I know the surrounds are the jewel here, but I just had to start with the live concert. So much energy - wonderful. Except so far I have hit on two glitches on the first live disc, the first on Siberian Khatru - a tape garble around 8:29, and then another worse garble on CTTE at around 3:29. Just my discs - or does anyone else have the same issues? (Sorry to bring up problems so quickly…)
Interestingly, the SK ‘garble’ is also on the version the band released on YesWorld. So probably these issues are on the original recording. Sorry if you already knew this - and hope i didn’t cause alarm to anyone who didn’t. I’ll see if I can confirm the same for CTTE…
 
Everything leading up to Close to the Edge in immersive music was practice so this record could get the treatment it so richly deserves. And it did. Brilliant! Kudos to Yes for the music of a lifetime and to Steven Wilson for transforming it into the form it always wanted to be.

As a kid my first immersive experience was taking the two detachable speakers off the cheap AM/FM cassette turntable box and put one on each side of my pillow. I took many trips Close to the Edge and to Xanadu and to the Dark Side of the Moon. I felt the idea of immersive music as these great bands took me floating away in the wonderful soundscapes they created. Headphones had a similar effect and were great for hearing detail but never the same for me as a full wave of music enveloping me.

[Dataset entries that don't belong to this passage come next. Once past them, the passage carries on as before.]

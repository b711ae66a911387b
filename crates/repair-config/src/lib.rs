//! TOML configuration for the racket repair service.
//!
//! `${VAR}` and `${VAR:-default}` are substituted from the environment before
//! parsing. A file may pull in others with `include = ["storage.toml"]`; a
//! top-level section may only be defined once across all of them.

mod loader;

use regex::Regex;
use serde::{Deserialize, Serialize};
use std::collections::HashMap;
use std::path::Path;
use std::str::FromStr;
use thiserror::Error;

#[derive(Debug, Error)]
pub enum ConfigError {
	#[error("IO error: {0}")]
	Io(#[from] std::io::Error),
	#[error("Configuration error: {0}")]
	Parse(String),
	/// Parsed fine but is inconsistent, or references a missing variable.
	#[error("Validation error: {0}")]
	Validation(String),
}

impl From<toml::de::Error> for ConfigError {
	fn from(err: toml::de::Error) -> Self {
		// Message only, without the echoed input
		ConfigError::Parse(err.message().to_string())
	}
}

#[derive(Debug, Clone, Deserialize, Serialize)]
pub struct Config {
	pub service: ServiceConfig,
	pub storage: StorageConfig,
	/// Absent means notifications are only dropped.
	#[serde(default)]
	pub notifications: NotificationConfig,
	/// Absent means the server runs with [`ApiConfig::default`].
	pub api: Option<ApiConfig>,
}

#[derive(Debug, Clone, Deserialize, Serialize)]
pub struct ServiceConfig {
	/// Unique identifier for this service instance.
	pub id: String,
	/// Name given to the rider created when an order arrives and no rider
	/// is registered.
	#[serde(default = "default_rider_name")]
	pub default_rider_name: String,
}

fn default_rider_name() -> String {
	"Default Rider".to_string()
}

#[derive(Debug, Clone, Deserialize, Serialize)]
pub struct StorageConfig {
	/// Name of the backend the service actually uses.
	pub primary: String,
	/// Backend name to its settings table.
	pub implementations: HashMap<String, toml::Value>,
}

/// Configuration for notification sinks.
///
/// Every configured implementation receives every notification. An empty
/// map is allowed and silences notifications.
#[derive(Debug, Clone, Default, Deserialize, Serialize)]
pub struct NotificationConfig {
	#[serde(default)]
	pub implementations: HashMap<String, toml::Value>,
}

/// Configuration for the HTTP API server.
#[derive(Debug, Clone, Deserialize, Serialize)]
pub struct ApiConfig {
	/// Whether the API server is enabled.
	#[serde(default)]
	pub enabled: bool,
	/// Host address to bind the server to.
	#[serde(default = "default_api_host")]
	pub host: String,
	/// Port to bind the server to.
	#[serde(default = "default_api_port")]
	pub port: u16,
	/// Maximum request size in bytes.
	#[serde(default = "default_max_request_size")]
	pub max_request_size: usize,
}

impl Default for ApiConfig {
	fn default() -> Self {
		Self {
			enabled: true,
			host: default_api_host(),
			port: default_api_port(),
			max_request_size: default_max_request_size(),
		}
	}
}

fn default_api_host() -> String {
	"127.0.0.1".to_string()
}

fn default_api_port() -> u16 {
	4000
}

fn default_max_request_size() -> usize {
	1024 * 1024 // 1MB
}

/// Substitutes `${VAR}` and `${VAR:-default}` from the environment. A
/// variable that is unset and has no default is an error.
pub(crate) fn resolve_env_vars(input: &str) -> Result<String, ConfigError> {
	const MAX_INPUT_SIZE: usize = 1024 * 1024;
	if input.len() > MAX_INPUT_SIZE {
		return Err(ConfigError::Validation(format!(
			"Configuration file too large: {} bytes (max: {} bytes)",
			input.len(),
			MAX_INPUT_SIZE
		)));
	}

	let re = Regex::new(r"\$\{([A-Z_][A-Z0-9_]{0,127})(?::-([^}]{0,256}))?\}")
		.map_err(|e| ConfigError::Parse(format!("Regex error: {}", e)))?;

	let mut result = String::with_capacity(input.len());
	let mut last_end = 0;

	for cap in re.captures_iter(input) {
		let (Some(full_match), Some(var_name)) = (cap.get(0), cap.get(1)) else {
			continue;
		};
		let var_name = var_name.as_str();

		let value = match (std::env::var(var_name), cap.get(2)) {
			(Ok(v), _) => v,
			(Err(_), Some(default)) => default.as_str().to_string(),
			(Err(_), None) => {
				return Err(ConfigError::Validation(format!(
					"Environment variable '{}' not found",
					var_name
				)));
			},
		};

		result.push_str(&input[last_end..full_match.start()]);
		result.push_str(&value);
		last_end = full_match.end();
	}
	result.push_str(&input[last_end..]);

	Ok(result)
}

impl Config {
	/// Loads configuration from a file, resolving includes and environment
	/// variables.
	///
	/// Each top-level section must be unique across all configuration files.
	pub async fn from_file(path: &str) -> Result<Self, ConfigError> {
		let path_buf = Path::new(path);
		let base_dir = path_buf.parent().unwrap_or_else(|| Path::new("."));

		let mut loader = loader::ConfigLoader::new(base_dir);
		let file_name = path_buf
			.file_name()
			.ok_or_else(|| ConfigError::Validation(format!("Invalid path: {}", path)))?;
		loader.load_config(file_name).await
	}

	/// Returns the API settings, falling back to defaults when the section
	/// is absent.
	pub fn api_or_default(&self) -> ApiConfig {
		self.api.clone().unwrap_or_default()
	}

	fn validate(&self) -> Result<(), ConfigError> {
		if self.service.id.trim().is_empty() {
			return Err(ConfigError::Validation("Service ID cannot be empty".into()));
		}
		if self.service.default_rider_name.trim().is_empty() {
			return Err(ConfigError::Validation(
				"default_rider_name cannot be empty".into(),
			));
		}

		// Validate storage config
		if self.storage.implementations.is_empty() {
			return Err(ConfigError::Validation(
				"At least one storage implementation must be configured".into(),
			));
		}
		if self.storage.primary.is_empty() {
			return Err(ConfigError::Validation(
				"Storage primary implementation cannot be empty".into(),
			));
		}
		if !self
			.storage
			.implementations
			.contains_key(&self.storage.primary)
		{
			return Err(ConfigError::Validation(format!(
				"Primary storage '{}' not found in implementations",
				self.storage.primary
			)));
		}

		if let Some(api) = &self.api {
			if api.enabled && api.port == 0 {
				return Err(ConfigError::Validation("API port cannot be 0".into()));
			}
			if api.max_request_size == 0 {
				return Err(ConfigError::Validation(
					"API max_request_size must be greater than 0".into(),
				));
			}
		}

		Ok(())
	}
}

/// Parses configuration from a TOML string. Environment variables are
/// resolved and the configuration is validated after parsing.
impl FromStr for Config {
	type Err = ConfigError;

	fn from_str(s: &str) -> Result<Self, Self::Err> {
		let resolved = resolve_env_vars(s)?;
		let config: Config = toml::from_str(&resolved)?;
		config.validate()?;
		Ok(config)
	}
}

Decades later when surround came around the chance to re-experience those same things was an amazing breakthrough. Now the instruments and vocals have room to breathe and space to spread out and instead of a wall of sound you got a circle of sound and it was brilliant.

But Atmos is the logical outcome of this sonic progression. Sound from all around. And once that became the standard there were some records that just screamed for that treatment and Close to the Edge is by far my top selection. Xanadu from Rush was a worthy predecessor and it was wonderful, but CTTE has so much to offer and now it has been delivered.

When you climb onto your Floating Island courtesy of Roger Dean to take this journey, you know you are going to a magical world. The trip you take in Atmos sends you along passing other floating islands with guitarists on them or vocalists, the occasional percussionist and they are all around you, left, right and most definitely above.

The weak spot for me in most every Atmos mix until this one was what seemed like a hesitancy to use the height speakers as an equal partner to the ground surrounds. This is understandable for a couple reasons, one is that music coming from overhead is just not something we’re used to. Some albums have had atmospheric elements but most were not truly immersively constructed. The second is that in most home Atmos systems the height speakers are the weak point.

Anyone with high quality fronts (and surrounds) especially full-sized ones is hard pressed to put a matching capability up in/on the ceiling. So smaller and lesser speakers make do or up firing floor speakers do the job with reflection. The mix engineers know this and at some level have accounted for that by not relying on the heights as an equal force. I bit the bullet and put Martin Logan Sistines in my ceiling and today that choice was vindicated.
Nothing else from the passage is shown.